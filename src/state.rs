//! State shared between the host-facing tick and the worker thread.
//!
//! Three locks, per filter instance, never held together: the input stage,
//! the output stage, and the recognizer slot. The push path touches the
//! stages only; the worker takes the input lock to assemble a window,
//! releases it for the heavy steps, and takes the output lock to publish.

use crate::audio::ring::StageBuffers;
use crate::config::FilterSettings;
use crate::engine::{AsrParams, SpeechEngine};
use std::sync::atomic::{AtomicBool, Ordering};
use std::sync::Mutex;

/// Detection and logging knobs the worker reads once per window.
#[derive(Debug, Clone)]
pub(crate) struct DetectionControls {
    pub(crate) do_silence: bool,
    pub(crate) vad_enabled: bool,
    pub(crate) detect_regex: String,
    pub(crate) beep_regex: String,
    pub(crate) log_words: bool,
}

impl DetectionControls {
    pub(crate) fn from_settings(settings: &FilterSettings) -> Self {
        Self {
            do_silence: settings.do_silence,
            vad_enabled: settings.vad_enabled,
            detect_regex: settings.detect_regex.clone(),
            beep_regex: settings.beep_regex.clone(),
            log_words: settings.log_words,
        }
    }
}

/// The recognizer plus everything read under the same lock.
pub(crate) struct AsrSlot {
    pub(crate) engine: Option<Box<dyn SpeechEngine>>,
    pub(crate) params: AsrParams,
    pub(crate) controls: DetectionControls,
}

pub(crate) struct SharedState {
    pub(crate) input: Mutex<StageBuffers>,
    pub(crate) output: Mutex<StageBuffers>,
    pub(crate) asr: Mutex<AsrSlot>,
    /// Lock-free mirror of `asr.engine.is_some()` so the push path can
    /// decide on pass-through without touching the recognizer lock.
    engine_ready: AtomicBool,
}

impl SharedState {
    pub(crate) fn new(channels: usize, capacity_per_channel: usize, slot: AsrSlot) -> Self {
        let ready = slot.engine.is_some();
        Self {
            input: Mutex::new(StageBuffers::new(channels, capacity_per_channel)),
            output: Mutex::new(StageBuffers::new(channels, capacity_per_channel)),
            asr: Mutex::new(slot),
            engine_ready: AtomicBool::new(ready),
        }
    }

    pub(crate) fn is_ready(&self) -> bool {
        self.engine_ready.load(Ordering::Acquire)
    }

    /// Install a new engine (or none) and update the ready mirror.
    pub(crate) fn set_engine(&self, engine: Option<Box<dyn SpeechEngine>>) {
        let mut slot = crate::lock_or_recover(&self.asr, "asr slot");
        self.engine_ready
            .store(engine.is_some(), Ordering::Release);
        slot.engine = engine;
    }

    /// Tear the engine down; the worker exits on its next check.
    pub(crate) fn clear_engine(&self) {
        self.set_engine(None);
    }
}

#[cfg(test)]
mod tests {
    use super::*;
    use crate::engine::{EngineError, Sampling, Transcript};

    struct NullEngine;

    impl SpeechEngine for NullEngine {
        fn transcribe(
            &mut self,
            _pcm: &[f32],
            _params: &AsrParams,
        ) -> Result<Transcript, EngineError> {
            Ok(Transcript::default())
        }
    }

    fn slot(engine: Option<Box<dyn SpeechEngine>>) -> AsrSlot {
        AsrSlot {
            engine,
            params: AsrParams::defaults_for(Sampling::Greedy { best_of: 1 }),
            controls: DetectionControls::from_settings(&FilterSettings::default()),
        }
    }

    #[test]
    fn ready_mirror_tracks_the_engine_slot() {
        let shared = SharedState::new(1, 64, slot(None));
        assert!(!shared.is_ready());
        shared.set_engine(Some(Box::new(NullEngine)));
        assert!(shared.is_ready());
        shared.clear_engine();
        assert!(!shared.is_ready());
        assert!(crate::lock_or_recover(&shared.asr, "asr slot")
            .engine
            .is_none());
    }
}
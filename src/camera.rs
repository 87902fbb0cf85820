//! Perspective camera and viewport primitives.
//!
//! The engine never renders; the camera exists for the projection math the
//! scaler, raycaster and overlay layer depend on. Cameras sit on the +Z axis
//! looking at the origin, matching the site's content/HUD camera setup.

use crate::types::Orientation;
use glam::{Mat4, Vec3, Vec4};

/// Client dimensions of the canvas the scene is presented on, in pixels.
#[derive(Copy, Clone, Debug, PartialEq)]
pub struct Viewport {
    pub width: f32,
    pub height: f32,
}

impl Viewport {
    pub fn new(width: f32, height: f32) -> Self {
        Self { width, height }
    }

    pub fn aspect(&self) -> f32 {
        self.width / self.height
    }

    pub fn orientation(&self) -> Orientation {
        if self.width > self.height {
            Orientation::Landscape
        } else {
            Orientation::Portrait
        }
    }

    /// Converts client coordinates (origin top-left, Y down) to normalised
    /// device coordinates (origin centre, Y up).
    pub fn client_to_ndc(&self, client_x: f32, client_y: f32) -> glam::Vec2 {
        glam::Vec2::new(
            (client_x / self.width) * 2.0 - 1.0,
            -(client_y / self.height) * 2.0 + 1.0,
        )
    }

    /// Converts normalised device coordinates to client pixel coordinates.
    pub fn ndc_to_client(&self, ndc_x: f32, ndc_y: f32) -> glam::Vec2 {
        glam::Vec2::new(
            (ndc_x + 1.0) * 0.5 * self.width,
            (1.0 - (ndc_y + 1.0) * 0.5) * self.height,
        )
    }
}

/// A perspective camera positioned on the +Z axis, looking at the origin.
#[derive(Copy, Clone, Debug)]
pub struct PerspectiveCamera {
    pub fov_y_degrees: f32,
    pub aspect: f32,
    pub near: f32,
    pub far: f32,
    pub position: Vec3,
}

impl PerspectiveCamera {
    pub fn new(fov_y_degrees: f32, aspect: f32, near: f32, far: f32, distance: f32) -> Self {
        Self {
            fov_y_degrees,
            aspect,
            near,
            far,
            position: Vec3::new(0.0, 0.0, distance),
        }
    }

    pub fn set_aspect(&mut self, aspect: f32) {
        self.aspect = aspect;
    }

    pub fn view(&self) -> Mat4 {
        Mat4::look_at_rh(self.position, Vec3::ZERO, Vec3::Y)
    }

    pub fn projection(&self) -> Mat4 {
        Mat4::perspective_rh(
            self.fov_y_degrees.to_radians(),
            self.aspect,
            self.near,
            self.far,
        )
    }

    pub fn view_projection(&self) -> Mat4 {
        self.projection() * self.view()
    }

    /// Unprojects a point in normalised device coordinates (z in `[0, 1]`
    /// selecting a depth within the frustum) back into world space.
    pub fn unproject(&self, ndc: Vec3) -> Vec3 {
        let inverse = self.view_projection().inverse();
        let clip = Vec4::new(ndc.x, ndc.y, ndc.z, 1.0);
        let world = inverse * clip;
        world.truncate() / world.w
    }

    /// Projects a world-space point into normalised device coordinates.
    pub fn project(&self, world: Vec3) -> Vec3 {
        let clip = self.view_projection() * world.extend(1.0);
        clip.truncate() / clip.w
    }

    /// Intersects the camera ray through the given NDC point with the
    /// `z = 0` world plane (the content focal plane).
    pub fn ndc_to_focal_plane(&self, ndc_x: f32, ndc_y: f32) -> Vec3 {
        let unprojected = self.unproject(Vec3::new(ndc_x, ndc_y, 0.5));
        let dir = (unprojected - self.position).normalize();
        let distance = -self.position.z / dir.z;
        self.position + dir * distance
    }
}
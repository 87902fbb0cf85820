//! The composition root: scene graph, cameras, scalers, interaction and
//! assets for one canvas.

use crate::assets::{AssetCache, AssetLoader};
use crate::camera::{PerspectiveCamera, Viewport};
use crate::interact::InteractManager;
use crate::scaler::CanvasScaler;
use crate::scene::SceneGraph;
use std::sync::Arc;

/// Reference design-space width, in world units.
pub const REF_WIDTH: f32 = 20.0;
/// Reference design-space height, in world units.
pub const REF_HEIGHT: f32 = 15.0;

const CONTENT_FOV_DEGREES: f32 = 60.0;
const HUD_FOV_DEGREES: f32 = 10.0;
const CAMERA_NEAR: f32 = 0.1;
const CAMERA_FAR: f32 = 1000.0;
const CAMERA_DISTANCE: f32 = 10.0;

/// Owns the presentation state shared by every screen: the scene graph, one
/// content and one HUD camera/scaler pair, the interaction manager and the
/// asset cache.
pub struct Stage {
    pub viewport: Viewport,
    pub graph: SceneGraph,
    pub content_camera: PerspectiveCamera,
    pub hud_camera: PerspectiveCamera,
    pub content_scaler: CanvasScaler,
    pub hud_scaler: CanvasScaler,
    pub interact: InteractManager,
    pub assets: AssetCache,
}

impl Stage {
    pub fn new(canvas_width: f32, canvas_height: f32, loader: Arc<dyn AssetLoader>) -> Self {
        let viewport = Viewport::new(canvas_width, canvas_height);
        let aspect = viewport.aspect();

        let content_camera = PerspectiveCamera::new(
            CONTENT_FOV_DEGREES,
            aspect,
            CAMERA_NEAR,
            CAMERA_FAR,
            CAMERA_DISTANCE,
        );
        let hud_camera = PerspectiveCamera::new(
            HUD_FOV_DEGREES,
            aspect,
            CAMERA_NEAR,
            CAMERA_FAR,
            CAMERA_DISTANCE,
        );

        let mut graph = SceneGraph::new();

        let mut content_scaler = CanvasScaler::new(
            &mut graph,
            None,
            REF_WIDTH,
            REF_HEIGHT,
            &content_camera,
            &viewport,
        );
        let hud_scaler = CanvasScaler::new(
            &mut graph,
            None,
            REF_WIDTH,
            REF_HEIGHT,
            &hud_camera,
            &viewport,
        );

        let interact = InteractManager::new(&mut graph, &mut content_scaler);

        Self {
            viewport,
            graph,
            content_camera,
            hud_camera,
            content_scaler,
            hud_scaler,
            interact,
            assets: AssetCache::new(loader),
        }
    }

    /// Applies a canvas client-size change: camera aspects first, then both
    /// scalers recompute and cascade to anchored content. A no-op when the
    /// size is unchanged. Must run before anything reads camera-dependent
    /// metrics this frame.
    pub fn resize_if_needed(&mut self, canvas_width: f32, canvas_height: f32) {
        let viewport = Viewport::new(canvas_width, canvas_height);
        if viewport == self.viewport {
            return;
        }

        self.viewport = viewport;
        let aspect = viewport.aspect();
        self.content_camera.set_aspect(aspect);
        self.hud_camera.set_aspect(aspect);

        self.content_scaler
            .update_scale(&mut self.graph, &self.content_camera, &self.viewport);
        self.hud_scaler
            .update_scale(&mut self.graph, &self.hud_camera, &self.viewport);
    }

    /// Advances the interaction manager against the content camera. Runs
    /// before screen updates so hit results are fresh for this frame.
    pub fn update_interactions(&mut self, dt: f32) {
        self.interact.update(
            dt,
            &mut self.graph,
            &self.content_camera,
            &self.content_scaler,
        );
    }
}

EXERCISE GOAL — Please show the lines of the material that contain the string "SpeechEngine".

TASK SOLUTION —
use crate::engine::{AsrParams, SpeechEngine};
    pub(crate) engine: Option<Box<dyn SpeechEngine>>,
    pub(crate) fn set_engine(&self, engine: Option<Box<dyn SpeechEngine>>) {
    impl SpeechEngine for NullEngine {
    fn slot(engine: Option<Box<dyn SpeechEngine>>) -> AsrSlot {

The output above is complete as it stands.